На четвертом этаже бывшего доходного дома Ветвитскому выделили квартиру аж из трех просторных комнат – кабинет, спальная, каморка для прислуги, а также ванная с угольной горелкой. Дом считался весьма престижным, здесь жили представители городских властей и руководство шахтоуправления. При этом второй секретарь горкома ВКП (б) теснился в одной комнате в длинной коммуналке.
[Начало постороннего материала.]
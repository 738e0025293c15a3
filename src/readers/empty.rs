//! Placeholder for fields the schema layer chose to drop: consumes no
//! bytes, yields no payload.

use eyre::Result;

use crate::buffer::EventBuffer;
use crate::payload::Payload;
use crate::readers::ElementRead;

pub struct EmptyReader {
    name: String,
}

impl EmptyReader {
    pub fn new(name: impl Into<String>) -> Self {
        Self { name: name.into() }
    }
}

impl ElementRead for EmptyReader {
    fn name(&self) -> &str {
        &self.name
    }

    fn read(&mut self, _buffer: &mut EventBuffer<'_>) -> Result<()> {
        Ok(())
    }

    fn finish(&mut self) -> Payload {
        Payload::None
    }
}
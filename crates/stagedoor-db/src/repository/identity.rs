//! SurrealDB implementation of [`IdentityStore`].
//!
//! Tenant+user creation runs as a single SurrealQL transaction so a
//! uniqueness violation on either row aborts the pair — a tenant
//! without its first user is never observable.

use chrono::{DateTime, Utc};
use stagedoor_core::error::StagedoorResult;
use stagedoor_core::models::tenant::{CreateTenant, SubscriptionTier, Tenant};
use stagedoor_core::models::user::{CreateUser, IdentityProvider, Role, User, UserWithTenant};
use stagedoor_core::repository::IdentityStore;
use surrealdb::{Connection, Surreal};
use surrealdb_types::SurrealValue;
use uuid::Uuid;

use crate::error::{DbError, classify_statement_errors};

/// DB-side tenant row for queries where the UUID is already known.
#[derive(Debug, SurrealValue)]
struct TenantRow {
    name: String,
    subdomain: String,
    tier: String,
    trial_ends_at: Option<DateTime<Utc>>,
    created_at: DateTime<Utc>,
    updated_at: DateTime<Utc>,
}

/// DB-side tenant row that includes the record ID via `meta::id(id)`.
#[derive(Debug, SurrealValue)]
struct TenantRowWithId {
    record_id: String,
    name: String,
    subdomain: String,
    tier: String,
    trial_ends_at: Option<DateTime<Utc>>,
    created_at: DateTime<Utc>,
    updated_at: DateTime<Utc>,
}

/// DB-side user row for queries where the UUID is already known.
#[derive(Debug, SurrealValue)]
struct UserRow {
    tenant_id: String,
    email: String,
    name: String,
    password_hash: Option<String>,
    google_id: Option<String>,
    microsoft_id: Option<String>,
    role: String,
    created_at: DateTime<Utc>,
    updated_at: DateTime<Utc>,
}

/// DB-side user row that includes the record ID via `meta::id(id)`.
#[derive(Debug, SurrealValue)]
struct UserRowWithId {
    record_id: String,
    tenant_id: String,
    email: String,
    name: String,
    password_hash: Option<String>,
    google_id: Option<String>,
    microsoft_id: Option<String>,
    role: String,
    created_at: DateTime<Utc>,
    updated_at: DateTime<Utc>,
}

fn parse_tier(s: &str) -> Result<SubscriptionTier, DbError> {
    match s {
        "TRIAL" => Ok(SubscriptionTier::Trial),
        "STANDARD" => Ok(SubscriptionTier::Standard),
        "PRO" => Ok(SubscriptionTier::Pro),
        other => Err(DbError::Decode(format!("unknown tier: {other}"))),
    }
}

fn tier_to_string(tier: SubscriptionTier) -> &'static str {
    match tier {
        SubscriptionTier::Trial => "TRIAL",
        SubscriptionTier::Standard => "STANDARD",
        SubscriptionTier::Pro => "PRO",
    }
}

fn parse_role(s: &str) -> Result<Role, DbError> {
    match s {
        "ADMIN" => Ok(Role::Admin),
        "LEADER" => Ok(Role::Leader),
        "MEMBER" => Ok(Role::Member),
        other => Err(DbError::Decode(format!("unknown role: {other}"))),
    }
}

fn role_to_string(role: Role) -> &'static str {
    match role {
        Role::Admin => "ADMIN",
        Role::Leader => "LEADER",
        Role::Member => "MEMBER",
    }
}

/// Column holding the provider id. Closed enum, never caller input,
/// so it is safe to splice into a query string.
fn provider_column(provider: IdentityProvider) -> &'static str {
    match provider {
        IdentityProvider::Google => "google_id",
        IdentityProvider::Microsoft => "microsoft_id",
    }
}

impl TenantRow {
    fn into_tenant(self, id: Uuid) -> Result<Tenant, DbError> {
        Ok(Tenant {
            id,
            name: self.name,
            subdomain: self.subdomain,
            tier: parse_tier(&self.tier)?,
            trial_ends_at: self.trial_ends_at,
            created_at: self.created_at,
            updated_at: self.updated_at,
        })
    }
}

impl TenantRowWithId {
    fn try_into_tenant(self) -> Result<Tenant, DbError> {
        let id = Uuid::parse_str(&self.record_id)
            .map_err(|e| DbError::Decode(format!("invalid tenant UUID: {e}")))?;
        Ok(Tenant {
            id,
            name: self.name,
            subdomain: self.subdomain,
            tier: parse_tier(&self.tier)?,
            trial_ends_at: self.trial_ends_at,
            created_at: self.created_at,
            updated_at: self.updated_at,
        })
    }
}

impl UserRow {
    fn into_user(self, id: Uuid) -> Result<User, DbError> {
        let tenant_id = Uuid::parse_str(&self.tenant_id)
            .map_err(|e| DbError::Decode(format!("invalid tenant UUID: {e}")))?;
        Ok(User {
            id,
            tenant_id,
            email: self.email,
            name: self.name,
            password_hash: self.password_hash,
            google_id: self.google_id,
            microsoft_id: self.microsoft_id,
            role: parse_role(&self.role)?,
            created_at: self.created_at,
            updated_at: self.updated_at,
        })
    }
}

impl UserRowWithId {
    fn try_into_user(self) -> Result<User, DbError> {
        let id = Uuid::parse_str(&self.record_id)
            .map_err(|e| DbError::Decode(format!("invalid user UUID: {e}")))?;
        let tenant_id = Uuid::parse_str(&self.tenant_id)
            .map_err(|e| DbError::Decode(format!("invalid tenant UUID: {e}")))?;
        Ok(User {
            id,
            tenant_id,
            email: self.email,
            name: self.name,
            password_hash: self.password_hash,
            google_id: self.google_id,
            microsoft_id: self.microsoft_id,
            role: parse_role(&self.role)?,
            created_at: self.created_at,
            updated_at: self.updated_at,
        })
    }
}

/// SurrealDB implementation of the tenant/user store.
#[derive(Clone)]
pub struct SurrealIdentityStore<C: Connection> {
    db: Surreal<C>,
}

impl<C: Connection> SurrealIdentityStore<C> {
    pub fn new(db: Surreal<C>) -> Self {
        Self { db }
    }

    /// Load the owning tenant of a user row. A dangling reference
    /// means the store lost the pairing invariant, so it is an error
    /// rather than an absence.
    async fn fetch_tenant(&self, id: Uuid) -> Result<Tenant, DbError> {
        let id_str = id.to_string();

        let mut result = self
            .db
            .query("SELECT * FROM type::record('tenant', $id)")
            .bind(("id", id_str.clone()))
            .await?;

        let rows: Vec<TenantRow> = result.take(0)?;
        let row = rows.into_iter().next().ok_or_else(|| DbError::NotFound {
            entity: "tenant".into(),
            id: id_str,
        })?;

        row.into_tenant(id)
    }
}

impl<C: Connection> IdentityStore for SurrealIdentityStore<C> {
    async fn create_tenant_with_user(
        &self,
        tenant: CreateTenant,
        user: CreateUser,
    ) -> StagedoorResult<(Tenant, User)> {
        let tenant_id = Uuid::new_v4();
        let user_id = Uuid::new_v4();
        let tenant_id_str = tenant_id.to_string();
        let user_id_str = user_id.to_string();

        let mut result = self
            .db
            .query(
                "BEGIN TRANSACTION; \
                 CREATE type::record('tenant', $tenant_id) SET \
                 name = $tenant_name, subdomain = $subdomain, \
                 tier = $tier, trial_ends_at = $trial_ends_at; \
                 CREATE type::record('user', $user_id) SET \
                 tenant_id = $tenant_id, email = $email, \
                 name = $user_name, password_hash = $password_hash, \
                 google_id = $google_id, \
                 microsoft_id = $microsoft_id, role = $role; \
                 COMMIT TRANSACTION;",
            )
            .bind(("tenant_id", tenant_id_str.clone()))
            .bind(("user_id", user_id_str.clone()))
            .bind(("tenant_name", tenant.name))
            .bind(("subdomain", tenant.subdomain))
            .bind(("tier", tier_to_string(tenant.tier).to_string()))
            .bind(("trial_ends_at", tenant.trial_ends_at))
            .bind(("email", user.email))
            .bind(("user_name", user.name))
            .bind(("password_hash", user.password_hash))
            .bind(("google_id", user.google_id))
            .bind(("microsoft_id", user.microsoft_id))
            .bind(("role", role_to_string(user.role).to_string()))
            .await
            .map_err(DbError::from)?;

        // Inspect every statement: inside an aborted transaction only
        // the violating statement names the unique index.
        if let Some(err) = classify_statement_errors(result.take_errors()) {
            return Err(err.into());
        }

        // BEGIN and COMMIT occupy result slots 0 and 3 (with NONE
        // results): statement 1 is the tenant CREATE, statement 2 is
        // the user CREATE.
        let tenant_rows: Vec<TenantRow> = result.take(1).map_err(DbError::from)?;
        let user_rows: Vec<UserRow> = result.take(2).map_err(DbError::from)?;

        let tenant_row = tenant_rows
            .into_iter()
            .next()
            .ok_or_else(|| DbError::NotFound {
                entity: "tenant".into(),
                id: tenant_id_str,
            })?;
        let user_row = user_rows
            .into_iter()
            .next()
            .ok_or_else(|| DbError::NotFound {
                entity: "user".into(),
                id: user_id_str,
            })?;

        Ok((
            tenant_row.into_tenant(tenant_id)?,
            user_row.into_user(user_id)?,
        ))
    }

    async fn find_user_by_email(&self, email: &str) -> StagedoorResult<Option<UserWithTenant>> {
        let mut result = self
            .db
            .query(
                "SELECT meta::id(id) AS record_id, * FROM user \
                 WHERE email = $email",
            )
            .bind(("email", email.to_string()))
            .await
            .map_err(DbError::from)?;

        let rows: Vec<UserRowWithId> = result.take(0).map_err(DbError::from)?;
        let Some(row) = rows.into_iter().next() else {
            return Ok(None);
        };

        let user = row.try_into_user()?;
        let tenant = self.fetch_tenant(user.tenant_id).await?;
        Ok(Some(UserWithTenant { user, tenant }))
    }

    async fn find_user_by_id(&self, id: Uuid) -> StagedoorResult<Option<UserWithTenant>> {
        let mut result = self
            .db
            .query("SELECT * FROM type::record('user', $id)")
            .bind(("id", id.to_string()))
            .await
            .map_err(DbError::from)?;

        let rows: Vec<UserRow> = result.take(0).map_err(DbError::from)?;
        let Some(row) = rows.into_iter().next() else {
            return Ok(None);
        };

        let user = row.into_user(id)?;
        let tenant = self.fetch_tenant(user.tenant_id).await?;
        Ok(Some(UserWithTenant { user, tenant }))
    }

    async fn find_tenant_by_subdomain(&self, subdomain: &str) -> StagedoorResult<Option<Tenant>> {
        let mut result = self
            .db
            .query(
                "SELECT meta::id(id) AS record_id, * FROM tenant \
                 WHERE subdomain = $subdomain",
            )
            .bind(("subdomain", subdomain.to_string()))
            .await
            .map_err(DbError::from)?;

        let rows: Vec<TenantRowWithId> = result.take(0).map_err(DbError::from)?;
        match rows.into_iter().next() {
            Some(row) => Ok(Some(row.try_into_tenant()?)),
            None => Ok(None),
        }
    }

    async fn update_provider_link(
        &self,
        user_id: Uuid,
        provider: IdentityProvider,
        provider_user_id: &str,
    ) -> StagedoorResult<UserWithTenant> {
        let id_str = user_id.to_string();
        let column = provider_column(provider);

        let query = format!(
            "UPDATE type::record('user', $id) SET \
             {column} = $provider_id, updated_at = time::now()"
        );

        let result = self
            .db
            .query(&query)
            .bind(("id", id_str.clone()))
            .bind(("provider_id", provider_user_id.to_string()))
            .await
            .map_err(DbError::from)?;

        let mut result = result.check().map_err(DbError::from)?;

        let rows: Vec<UserRow> = result.take(0).map_err(DbError::from)?;
        let row = rows.into_iter().next().ok_or_else(|| DbError::NotFound {
            entity: "user".into(),
            id: id_str,
        })?;

        let user = row.into_user(user_id)?;
        let tenant = self.fetch_tenant(user.tenant_id).await?;
        Ok(UserWithTenant { user, tenant })
    }
}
Одно только проживание здесь считалось признанием крайней полезности жильца для нашего общества и советской экономики.
Принял меня Ветвитский с искренней радостью.
– Ну наконец-то вы посетили меня в моей берлоге, – крепко пожимая мне руку, произнес он.
Облачен инженер был в длинный красный бархатный халат с кисточками. Сейчас в нем уже не просматривался былой задор, как тогда, в его рабочем кабинете, где он вещал мне о перспективах механизации угольных разрезов. Зато вернулись былая вальяжность и старорежимные манеры.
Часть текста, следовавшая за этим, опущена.